** Your objective **
Each line of the data below that includes the string "failed" must be copied.

[Saved entries]
^^^^
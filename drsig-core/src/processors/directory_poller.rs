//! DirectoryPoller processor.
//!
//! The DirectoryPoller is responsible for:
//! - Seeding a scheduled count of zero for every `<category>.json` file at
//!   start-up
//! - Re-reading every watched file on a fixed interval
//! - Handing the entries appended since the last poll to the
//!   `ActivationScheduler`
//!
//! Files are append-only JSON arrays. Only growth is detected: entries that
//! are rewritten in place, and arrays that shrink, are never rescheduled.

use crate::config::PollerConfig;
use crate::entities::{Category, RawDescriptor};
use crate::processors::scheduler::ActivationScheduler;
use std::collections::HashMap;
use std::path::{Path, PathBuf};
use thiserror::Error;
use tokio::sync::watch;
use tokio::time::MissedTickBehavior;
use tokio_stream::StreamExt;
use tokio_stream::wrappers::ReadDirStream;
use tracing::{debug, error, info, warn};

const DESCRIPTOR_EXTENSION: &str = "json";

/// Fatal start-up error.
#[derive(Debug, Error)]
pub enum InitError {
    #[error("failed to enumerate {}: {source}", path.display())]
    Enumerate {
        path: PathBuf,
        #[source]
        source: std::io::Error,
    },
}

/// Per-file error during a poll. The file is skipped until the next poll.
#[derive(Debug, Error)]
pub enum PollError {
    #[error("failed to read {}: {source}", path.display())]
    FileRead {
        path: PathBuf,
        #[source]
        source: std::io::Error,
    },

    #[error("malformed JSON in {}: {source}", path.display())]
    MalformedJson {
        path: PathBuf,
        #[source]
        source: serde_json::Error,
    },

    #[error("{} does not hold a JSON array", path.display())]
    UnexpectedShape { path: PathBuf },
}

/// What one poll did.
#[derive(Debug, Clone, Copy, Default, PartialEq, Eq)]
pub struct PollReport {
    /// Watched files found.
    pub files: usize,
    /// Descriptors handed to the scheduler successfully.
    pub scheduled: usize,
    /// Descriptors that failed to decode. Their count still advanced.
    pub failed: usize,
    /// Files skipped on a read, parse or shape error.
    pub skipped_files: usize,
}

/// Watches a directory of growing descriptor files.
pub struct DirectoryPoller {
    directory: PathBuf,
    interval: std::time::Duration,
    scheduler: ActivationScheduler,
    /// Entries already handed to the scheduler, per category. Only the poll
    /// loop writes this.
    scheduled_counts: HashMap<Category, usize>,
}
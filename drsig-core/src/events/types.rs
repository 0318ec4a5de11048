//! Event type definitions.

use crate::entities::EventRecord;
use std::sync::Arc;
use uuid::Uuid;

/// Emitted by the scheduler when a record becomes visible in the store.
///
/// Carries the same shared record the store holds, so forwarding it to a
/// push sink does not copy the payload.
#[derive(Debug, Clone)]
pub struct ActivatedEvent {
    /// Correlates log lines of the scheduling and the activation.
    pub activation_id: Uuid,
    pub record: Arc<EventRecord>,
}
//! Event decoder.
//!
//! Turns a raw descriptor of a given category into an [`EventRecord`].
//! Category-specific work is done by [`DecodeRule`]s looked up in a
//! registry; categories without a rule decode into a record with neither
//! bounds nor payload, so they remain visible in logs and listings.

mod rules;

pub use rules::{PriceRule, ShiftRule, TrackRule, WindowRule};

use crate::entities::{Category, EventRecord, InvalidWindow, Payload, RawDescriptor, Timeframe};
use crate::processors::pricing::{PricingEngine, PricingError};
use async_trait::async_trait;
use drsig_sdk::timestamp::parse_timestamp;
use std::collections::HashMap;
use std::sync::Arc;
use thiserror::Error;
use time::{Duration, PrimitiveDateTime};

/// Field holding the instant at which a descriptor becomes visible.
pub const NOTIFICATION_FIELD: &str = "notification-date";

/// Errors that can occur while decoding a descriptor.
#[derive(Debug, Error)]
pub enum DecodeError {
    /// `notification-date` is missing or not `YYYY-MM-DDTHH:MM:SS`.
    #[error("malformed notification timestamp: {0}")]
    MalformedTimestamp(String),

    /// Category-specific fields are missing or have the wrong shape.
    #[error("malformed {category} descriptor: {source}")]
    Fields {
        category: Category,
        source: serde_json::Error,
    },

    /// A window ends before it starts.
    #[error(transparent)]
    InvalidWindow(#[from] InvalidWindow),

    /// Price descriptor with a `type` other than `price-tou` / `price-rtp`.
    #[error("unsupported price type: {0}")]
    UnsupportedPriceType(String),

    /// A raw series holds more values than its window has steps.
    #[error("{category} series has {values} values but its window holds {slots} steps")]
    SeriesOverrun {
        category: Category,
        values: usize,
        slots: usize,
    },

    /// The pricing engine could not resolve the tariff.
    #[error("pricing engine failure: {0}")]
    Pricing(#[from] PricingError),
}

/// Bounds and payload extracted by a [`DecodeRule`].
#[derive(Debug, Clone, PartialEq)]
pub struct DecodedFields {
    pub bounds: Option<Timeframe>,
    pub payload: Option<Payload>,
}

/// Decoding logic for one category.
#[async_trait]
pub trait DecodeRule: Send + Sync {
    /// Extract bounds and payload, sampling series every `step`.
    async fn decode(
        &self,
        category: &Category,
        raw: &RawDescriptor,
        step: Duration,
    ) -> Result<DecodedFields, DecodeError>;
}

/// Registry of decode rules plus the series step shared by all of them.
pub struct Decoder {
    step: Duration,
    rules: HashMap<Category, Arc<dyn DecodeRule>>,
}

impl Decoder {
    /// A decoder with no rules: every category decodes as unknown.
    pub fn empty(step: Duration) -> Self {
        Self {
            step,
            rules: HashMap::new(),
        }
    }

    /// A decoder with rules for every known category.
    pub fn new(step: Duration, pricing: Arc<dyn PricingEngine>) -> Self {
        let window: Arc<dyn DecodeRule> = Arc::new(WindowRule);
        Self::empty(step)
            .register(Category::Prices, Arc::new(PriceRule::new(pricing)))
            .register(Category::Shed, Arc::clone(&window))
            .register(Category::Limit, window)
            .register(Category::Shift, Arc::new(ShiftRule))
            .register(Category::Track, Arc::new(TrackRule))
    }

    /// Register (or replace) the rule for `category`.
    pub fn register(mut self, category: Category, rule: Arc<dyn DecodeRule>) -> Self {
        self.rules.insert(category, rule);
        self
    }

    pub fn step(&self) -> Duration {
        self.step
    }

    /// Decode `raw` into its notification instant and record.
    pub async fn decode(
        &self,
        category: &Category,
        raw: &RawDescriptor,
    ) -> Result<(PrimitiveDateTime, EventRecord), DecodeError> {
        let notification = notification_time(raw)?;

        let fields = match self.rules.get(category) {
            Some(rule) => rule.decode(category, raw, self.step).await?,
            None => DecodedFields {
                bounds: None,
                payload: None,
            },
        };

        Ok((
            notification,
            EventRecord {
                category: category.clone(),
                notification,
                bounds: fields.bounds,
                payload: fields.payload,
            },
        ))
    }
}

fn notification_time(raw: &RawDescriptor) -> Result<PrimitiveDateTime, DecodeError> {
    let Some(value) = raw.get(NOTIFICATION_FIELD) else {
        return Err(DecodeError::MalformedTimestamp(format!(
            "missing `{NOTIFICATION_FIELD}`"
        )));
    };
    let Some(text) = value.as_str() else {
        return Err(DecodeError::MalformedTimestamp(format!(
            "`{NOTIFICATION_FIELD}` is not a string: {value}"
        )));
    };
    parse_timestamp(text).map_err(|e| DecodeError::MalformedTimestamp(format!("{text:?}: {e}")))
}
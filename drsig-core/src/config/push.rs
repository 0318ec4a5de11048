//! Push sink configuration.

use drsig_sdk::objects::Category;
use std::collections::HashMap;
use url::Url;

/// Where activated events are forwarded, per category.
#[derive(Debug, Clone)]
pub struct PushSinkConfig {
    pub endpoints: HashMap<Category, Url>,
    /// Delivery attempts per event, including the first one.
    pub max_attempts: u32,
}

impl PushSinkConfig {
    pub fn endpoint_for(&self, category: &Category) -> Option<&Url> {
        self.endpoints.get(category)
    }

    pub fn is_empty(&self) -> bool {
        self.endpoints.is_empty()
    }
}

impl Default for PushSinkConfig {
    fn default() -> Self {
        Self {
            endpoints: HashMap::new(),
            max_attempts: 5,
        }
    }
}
^^^^
** Solution to this exercise **
    #[error("failed to enumerate {}: {source}", path.display())]
    #[error("failed to read {}: {source}", path.display())]
    /// Descriptors that failed to decode. Their count still advanced.
    pub failed: usize,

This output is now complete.